Comme beaucoup « d’œuvres » qu’on nous inflige, ce film-ci est un ramassis de poncifs et de lieux communs avec prolos avinés (enfin, alcooliques plutôt, parce qu’ils se finissent au Pastis !) et violents, homosexuels bobos cultivés et riches, l’un plus bourgeois (Roland), les autres plus bohèmes (Abel et Pierre), mais habitant tout de même un appartement à Saint Michel, comédienne-star hyper « à l’écoute » et immédiatement admirative du héros (Isabelle Huppert), sans oublier, bien sûr, la proviseure sublime qui va faire sortir le héros de son environnement pourri (Madeleine Clément) dont Marvin reprendra le nom, comme un « deuxième baptême » ou, mieux, une deuxième naissance.

Tout cela est très bête et parfaitement ennuyeux.

Côté casting, la « star », c’est Isabelle Huppert QUI N’EST PAS PLUS Isabelle Huppert que le film n’est une adaptation du roman d’Édouard Louis. Mais elle fait quand même du Isabelle Huppert sans la moindre conviction. Charles Berling est assez grotesque dans le rôle du micheton. Quant au « merveilleux » Finnegan Oldfield, il a la présence d’une quenelle de brochet dans une cantine scolaire dans les années soixante (un de mes pires souvenirs !).

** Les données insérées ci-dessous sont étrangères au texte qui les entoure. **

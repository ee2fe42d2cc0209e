//! Physical-size PDF assembly from rendered card sides.
//!
//! Each page is exactly the card's trim size in millimetres and carries one
//! full-bleed raster of the side, flattened onto white.

use printpdf::image_crate::{DynamicImage, RgbImage};
use printpdf::{Image, ImageTransform, Mm, PdfDocument, PdfDocumentReference};
use tiny_skia::Pixmap;

use crate::error::{RenderError, RenderResult};

const LAYER: &str = "Card";

/// Incrementally built multi-page PDF.
pub(crate) struct PdfWriter {
    title: String,
    width_mm: f64,
    height_mm: f64,
    doc: Option<PdfDocumentReference>,
    pages: usize,
}

impl PdfWriter {
    /// Start an empty document whose pages are `width_mm` x `height_mm`.
    pub(crate) fn new(title: &str, width_mm: f64, height_mm: f64) -> Self {
        Self {
            title: title.to_string(),
            width_mm,
            height_mm,
            doc: None,
            pages: 0,
        }
    }

    /// Pages added so far.
    pub(crate) fn pages(&self) -> usize {
        self.pages
    }

    /// Append a page showing `pixmap` stretched over the full page.
    #[allow(clippy::cast_possible_truncation, clippy::cast_precision_loss)]
    pub(crate) fn add_page(&mut self, pixmap: &Pixmap) -> RenderResult<()> {
        let page_w = Mm(self.width_mm as f32);
        let page_h = Mm(self.height_mm as f32);
        let (page, layer) = match &self.doc {
            Some(doc) => doc.add_page(page_w, page_h, LAYER),
            None => {
                let (doc, page, layer) = PdfDocument::new(self.title.as_str(), page_w, page_h, LAYER);
                self.doc = Some(doc);
                (page, layer)
            }
        };
        let doc = self
            .doc
            .as_ref()
            .ok_or_else(|| RenderError::Pdf("document was not created".to_string()))?;
        let current_layer = doc.get_page(page).get_layer(layer);

        let image = Image::from_dynamic_image(&flatten_on_white(pixmap)?);

        // The image's natural size at this resolution is exactly the page width.
        let dpi = pixmap.width() as f32 / (self.width_mm as f32 / 25.4);
        let natural_height_mm = pixmap.height() as f32 / dpi * 25.4;
        let transform = ImageTransform {
            translate_x: Some(Mm(0.0)),
            translate_y: Some(Mm(0.0)),
            dpi: Some(dpi),
            scale_y: Some(self.height_mm as f32 / natural_height_mm),
            ..Default::default()
        };
        image.add_to_layer(current_layer, transform);

        self.pages += 1;
        Ok(())
    }

    /// Serialize the document, or `None` if no page was added.
    pub(crate) fn finish(self) -> RenderResult<Option<Vec<u8>>> {
        match self.doc {
            Some(doc) => doc
                .save_to_bytes()
                .map(Some)
                .map_err(|e| RenderError::Pdf(format!("PDF save failed: {e}"))),
            None => Ok(None),
        }
    }
}

/// Composite a premultiplied RGBA pixmap over white.
fn flatten_on_white(pixmap: &Pixmap) -> RenderResult<DynamicImage> {
    let mut rgb = Vec::with_capacity(pixmap.data().len() / 4 * 3);
    for px in pixmap.data().chunks_exact(4) {
        // Premultiplied: c <= a, so c + (255 - a) stays in range.
        let cover = 255 - px[3];
        rgb.extend(px[..3].iter().map(|c| c.saturating_add(cover)));
    }
    RgbImage::from_raw(pixmap.width(), pixmap.height(), rgb)
        .map(DynamicImage::ImageRgb8)
        .ok_or_else(|| RenderError::Pdf("pixel buffer size mismatch".to_string()))
}
//! Renderer error types.

use badge_core::{CardError, RecordError};
use thiserror::Error;

/// Result type for renderer operations.
pub type RenderResult<T> = Result<T, RenderError>;

/// Errors that can occur during rendering and export.
#[derive(Debug, Error)]
pub enum RenderError {
    /// An image source could not be read or decoded.
    #[error("Failed to load resource: {0}")]
    Resource(String),

    /// A QR code or barcode payload cannot be encoded.
    #[error("Symbol encoding failed: {0}")]
    Symbol(String),

    /// Rasterization or image encoding failed.
    #[error("Export failed: {0}")]
    Export(String),

    /// PDF assembly failed.
    #[error("PDF generation failed: {0}")]
    Pdf(String),

    /// A personalization record cannot be printed.
    #[error("Record rejected: {0}")]
    Record(#[from] RecordError),

    /// The project itself is invalid.
    #[error(transparent)]
    Core(#[from] CardError),

    /// The job was cancelled before it finished.
    #[error("Export cancelled")]
    Cancelled,

    /// The blocking worker task failed.
    #[error("Export worker failed: {0}")]
    Join(String),
}
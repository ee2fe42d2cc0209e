//! Editor session configuration.

use serde::{Deserialize, Serialize};

use crate::history::DEFAULT_HISTORY_DEPTH;
use crate::units::DEFAULT_SCREEN_DPI;
use crate::CardResult;

/// Snapping behaviour for move gestures.
#[derive(Debug, Clone, PartialEq, Serialize, Deserialize)]
#[serde(rename_all = "camelCase", default)]
pub struct SnapSettings {
    /// Master switch.
    pub enabled: bool,
    /// Grid pitch in mm; `0` disables grid snapping.
    pub grid_mm: f64,
    /// Capture distance in screen pixels.
    pub tolerance_px: f64,
    /// Vertical guides (x positions in mm).
    pub vertical_guides: Vec<f64>,
    /// Horizontal guides (y positions in mm).
    pub horizontal_guides: Vec<f64>,
    /// Snap to the bleed boundary.
    pub snap_to_bleed: bool,
    /// Snap to the safe-area boundary.
    pub snap_to_safe_area: bool,
}

impl Default for SnapSettings {
    fn default() -> Self {
        Self {
            enabled: true,
            grid_mm: 1.0,
            tolerance_px: 5.0,
            vertical_guides: Vec::new(),
            horizontal_guides: Vec::new(),
            snap_to_bleed: true,
            snap_to_safe_area: true,
        }
    }
}

/// Settings for one editing session.
#[derive(Debug, Clone, PartialEq, Serialize, Deserialize)]
#[serde(rename_all = "camelCase", default)]
pub struct EditorConfig {
    /// Snapshots kept on each history stack.
    pub history_depth: usize,
    /// Resolution of the editing surface.
    pub screen_dpi: f64,
    /// Offset applied to duplicated elements, in mm.
    pub duplicate_offset_mm: f64,
    /// Snapping behaviour.
    pub snap: SnapSettings,
}

impl Default for EditorConfig {
    fn default() -> Self {
        Self {
            history_depth: DEFAULT_HISTORY_DEPTH,
            screen_dpi: DEFAULT_SCREEN_DPI,
            duplicate_offset_mm: 2.0,
            snap: SnapSettings::default(),
        }
    }
}

impl EditorConfig {
    /// Parse a configuration; absent fields take their defaults.
    ///
    /// # Errors
    ///
    /// Returns [`crate::CardError::Serialization`] on malformed JSON.
    pub fn from_json(json: &str) -> CardResult<Self> {
        Ok(serde_json::from_str(json)?)
    }
}
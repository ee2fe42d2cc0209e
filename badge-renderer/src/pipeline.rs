//! Serialized asynchronous export.
//!
//! Rendering is CPU bound, so each job runs on the blocking pool. Only one
//! job runs at a time; further requests wait their turn on an async mutex.
//! The blocking worker owns the lock until it finishes, even if the caller
//! stops waiting. The current [`JobState`] is published on a watch channel
//! for progress UIs.

use std::sync::Arc;

use badge_core::{Project, Side, VariableValues};
use tokio::sync::{watch, Mutex};

use crate::error::{RenderError, RenderResult};
use crate::export::{BatchReport, CancelFlag, CardExporter, ExportOutput};

/// Lifecycle of the most recent export job.
#[derive(Debug, Clone, PartialEq, Eq, Default)]
pub enum JobState {
    /// Nothing has run yet.
    #[default]
    Idle,
    /// A job is in flight.
    Exporting,
    /// The last job finished.
    Success,
    /// The last job failed with this message.
    Failed(String),
}

/// Async front end over a [`CardExporter`].
#[derive(Debug)]
pub struct ExportPipeline {
    exporter: Arc<CardExporter>,
    gate: Arc<Mutex<()>>,
    state: watch::Sender<JobState>,
}

impl ExportPipeline {
    /// Wrap an exporter.
    #[must_use]
    pub fn new(exporter: CardExporter) -> Self {
        let (state, _) = watch::channel(JobState::Idle);
        Self {
            exporter: Arc::new(exporter),
            gate: Arc::new(Mutex::new(())),
            state,
        }
    }

    /// The wrapped exporter.
    #[must_use]
    pub fn exporter(&self) -> &CardExporter {
        &self.exporter
    }

    /// State of the most recent job.
    #[must_use]
    pub fn state(&self) -> JobState {
        self.state.borrow().clone()
    }

    /// Watch job state changes.
    #[must_use]
    pub fn subscribe(&self) -> watch::Receiver<JobState> {
        self.state.subscribe()
    }

    /// Whether a job currently holds the export gate.
    #[must_use]
    pub fn is_busy(&self) -> bool {
        self.gate.try_lock().is_err()
    }

    async fn run<T, F>(&self, job: &'static str, f: F) -> RenderResult<T>
    where
        T: Send + 'static,
        F: FnOnce(&CardExporter) -> RenderResult<T> + Send + 'static,
    {
        if self.is_busy() {
            tracing::debug!(job, "Export queued behind a running job");
        }
        let guard = Arc::clone(&self.gate).lock_owned().await;
        self.state.send_replace(JobState::Exporting);
        tracing::info!(job, "Export started");

        let exporter = Arc::clone(&self.exporter);
        let result = tokio::task::spawn_blocking(move || {
            let _guard = guard;
            f(&exporter)
        })
        .await
        .map_err(|e| RenderError::Join(e.to_string()))
        .and_then(|r| r);

        match &result {
            Ok(_) => {
                tracing::info!(job, "Export succeeded");
                self.state.send_replace(JobState::Success);
            }
            Err(err) => {
                tracing::warn!(job, error = %err, "Export failed");
                self.state.send_replace(JobState::Failed(err.to_string()));
            }
        }
        result
    }

    /// Export one side to PNG.
    ///
    /// # Errors
    ///
    /// Returns the export error.
    pub async fn export_png(
        &self,
        project: Arc<Project>,
        side: Side,
        values: Option<VariableValues>,
    ) -> RenderResult<ExportOutput> {
        self.run("png", move |exporter| {
            exporter.export_png(&project, side, values.as_ref())
        })
        .await
    }

    /// Export one side to a single-page PDF.
    ///
    /// # Errors
    ///
    /// Returns the export error.
    pub async fn export_pdf(
        &self,
        project: Arc<Project>,
        side: Side,
        values: Option<VariableValues>,
    ) -> RenderResult<ExportOutput> {
        self.run("pdf", move |exporter| {
            exporter.export_pdf(&project, side, values.as_ref())
        })
        .await
    }

    /// Export both sides to a two-page PDF.
    ///
    /// # Errors
    ///
    /// Returns the export error.
    pub async fn export_duplex_pdf(
        &self,
        project: Arc<Project>,
        values: Option<VariableValues>,
    ) -> RenderResult<ExportOutput> {
        self.run("duplex", move |exporter| {
            exporter.export_duplex_pdf(&project, values.as_ref())
        })
        .await
    }

    /// Export a batch of records to one PDF.
    ///
    /// # Errors
    ///
    /// Returns [`RenderError::Cancelled`] when `cancel` stopped the batch,
    /// otherwise the export error. Individual skipped records are reported
    /// in the returned [`BatchReport`].
    pub async fn export_batch(
        &self,
        project: Arc<Project>,
        records: Vec<VariableValues>,
        duplex: bool,
        cancel: CancelFlag,
    ) -> RenderResult<BatchReport> {
        self.run("batch", move |exporter| {
            let report = exporter.export_batch(&project, &records, duplex, &cancel)?;
            if report.cancelled {
                Err(RenderError::Cancelled)
            } else {
                Ok(report)
            }
        })
        .await
    }
}

#[cfg(test)]
mod tests {
    use std::time::Duration;

    use super::*;
    use crate::export::ExportConfig;

    fn pipeline() -> ExportPipeline {
        ExportPipeline::new(CardExporter::new(ExportConfig {
            dpi: Some(72.0),
            load_system_fonts: false,
            ..ExportConfig::default()
        }))
    }

    #[tokio::test]
    async fn test_state_transitions() {
        let pipeline = pipeline();
        assert_eq!(pipeline.state(), JobState::Idle);
        let mut rx = pipeline.subscribe();

        let project = Arc::new(Project::cr80("Pipeline"));
        let out = pipeline
            .export_png(project, Side::Recto, None)
            .await
            .expect("png");
        assert_eq!(&out.bytes[1..4], b"PNG");
        assert_eq!(pipeline.state(), JobState::Success);
        assert!(rx.has_changed().expect("sender alive"));
        assert_eq!(*rx.borrow_and_update(), JobState::Success);
        assert!(!pipeline.is_busy());
    }

    #[tokio::test]
    async fn test_failure_is_published() {
        let pipeline = pipeline();
        let mut project = Project::cr80("Broken");
        project.dimensions.width = -5.0;
        let result = pipeline.export_pdf(Arc::new(project), Side::Recto, None).await;
        assert!(result.is_err());
        assert!(matches!(pipeline.state(), JobState::Failed(_)));
    }

    #[tokio::test]
    async fn test_concurrent_jobs_are_serialized() {
        let pipeline = pipeline();
        let project = Arc::new(Project::cr80("Queue"));
        let (a, b) = tokio::join!(
            pipeline.export_png(Arc::clone(&project), Side::Recto, None),
            pipeline.export_pdf(Arc::clone(&project), Side::Verso, None),
        );
        assert!(a.is_ok());
        assert!(b.is_ok());
        assert_eq!(pipeline.state(), JobState::Success);
    }

    #[tokio::test]
    async fn test_queued_job_waits_for_gate() {
        let pipeline = Arc::new(pipeline());
        let held = Arc::clone(&pipeline.gate).lock_owned().await;
        assert!(pipeline.is_busy());

        let task = tokio::spawn({
            let pipeline = Arc::clone(&pipeline);
            async move {
                pipeline
                    .export_png(Arc::new(Project::cr80("Waiting")), Side::Recto, None)
                    .await
            }
        });
        tokio::task::yield_now().await;
        assert!(!task.is_finished());
        assert_eq!(pipeline.state(), JobState::Idle);

        drop(held);
        let out = task.await.expect("join").expect("png");
        assert_eq!(&out.bytes[1..4], b"PNG");
        assert!(!pipeline.is_busy());
    }

    #[tokio::test]
    async fn test_abandoned_job_keeps_gate_until_done() {
        let pipeline = pipeline();
        let (release, wait) = std::sync::mpsc::channel::<()>();
        let job = pipeline.run("hold", move |_| {
            let _ = wait.recv();
            Ok(())
        });
        let abandoned = tokio::time::timeout(Duration::from_millis(50), job).await;
        assert!(abandoned.is_err());
        assert!(pipeline.is_busy());

        release.send(()).expect("worker alive");
        tokio::time::timeout(Duration::from_secs(5), async {
            while pipeline.is_busy() {
                tokio::time::sleep(Duration::from_millis(5)).await;
            }
        })
        .await
        .expect("worker released the gate");
    }

    #[tokio::test]
    async fn test_cancelled_batch_fails() {
        let pipeline = pipeline();
        let cancel = CancelFlag::new();
        cancel.cancel();
        let result = pipeline
            .export_batch(
                Arc::new(Project::cr80("Batch")),
                vec![VariableValues::new()],
                false,
                cancel,
            )
            .await;
        assert!(matches!(result, Err(RenderError::Cancelled)));
        assert_eq!(
            pipeline.state(),
            JobState::Failed(RenderError::Cancelled.to_string())
        );
    }
}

Heureusement, il y a les bons. Les parents d’abord : bien que le mauvais scénario les ait lourdement chargés, Grégory Gadebois et Catherine Salée réussissent à être émouvants. Le premier surtout est superbe dans deux des seules scènes réussies.

Vincent Macaigne est très émouvant et Catherine Mouchet est extraordinaire. India Hair pour qui je n’avais pas une estime excessive nous donne une des autres belles scènes du film. Mais la vraie révélation, c’est Jules Porier dans le rôle de Marvin enfant : plus qu’un « comédien-enfant », c’est une présence, quelqu’un qui s’impose contrairement à son avatar « adulte ».

Mis à part ces quelques bons comédiens, on peut sauver trois scènes : deux avec le père, une avec la sœur.

Avec le père, il y a le départ de Marvin en train pour Épinal. Le jeune Marvin (Jules Poirier) est dans le train, dos à la fenêtre, alors que son père est sur le quai derrière lui et le plan s’attarde jusqu’au départ du train : Marvin ne se retourne pas et son père ne le quitte pas des yeux alors que le petit garçon quitte sa vie d’enfant dans ce train qui part. Ici, les deux comédiens d’une grande sobriété sont extraordinaires.

Comme est extraordinaire, le même Grégory Gadebois dans la scène d’explications du père et du fils qui, visiblement, se parlent pour la première fois. Quel dommage que, face à lui, il n’y ait, cette fois-ci, que l’insipide Finnegan Oldfield !

C’est aussi le problème de la troisième bonne scène dans laquelle India Hair (que j’avais peu apprécié dans Crash Test Aglaé) est au moins aussi bonne que son « père », mais, hélas pour elle, face au même Oldfield.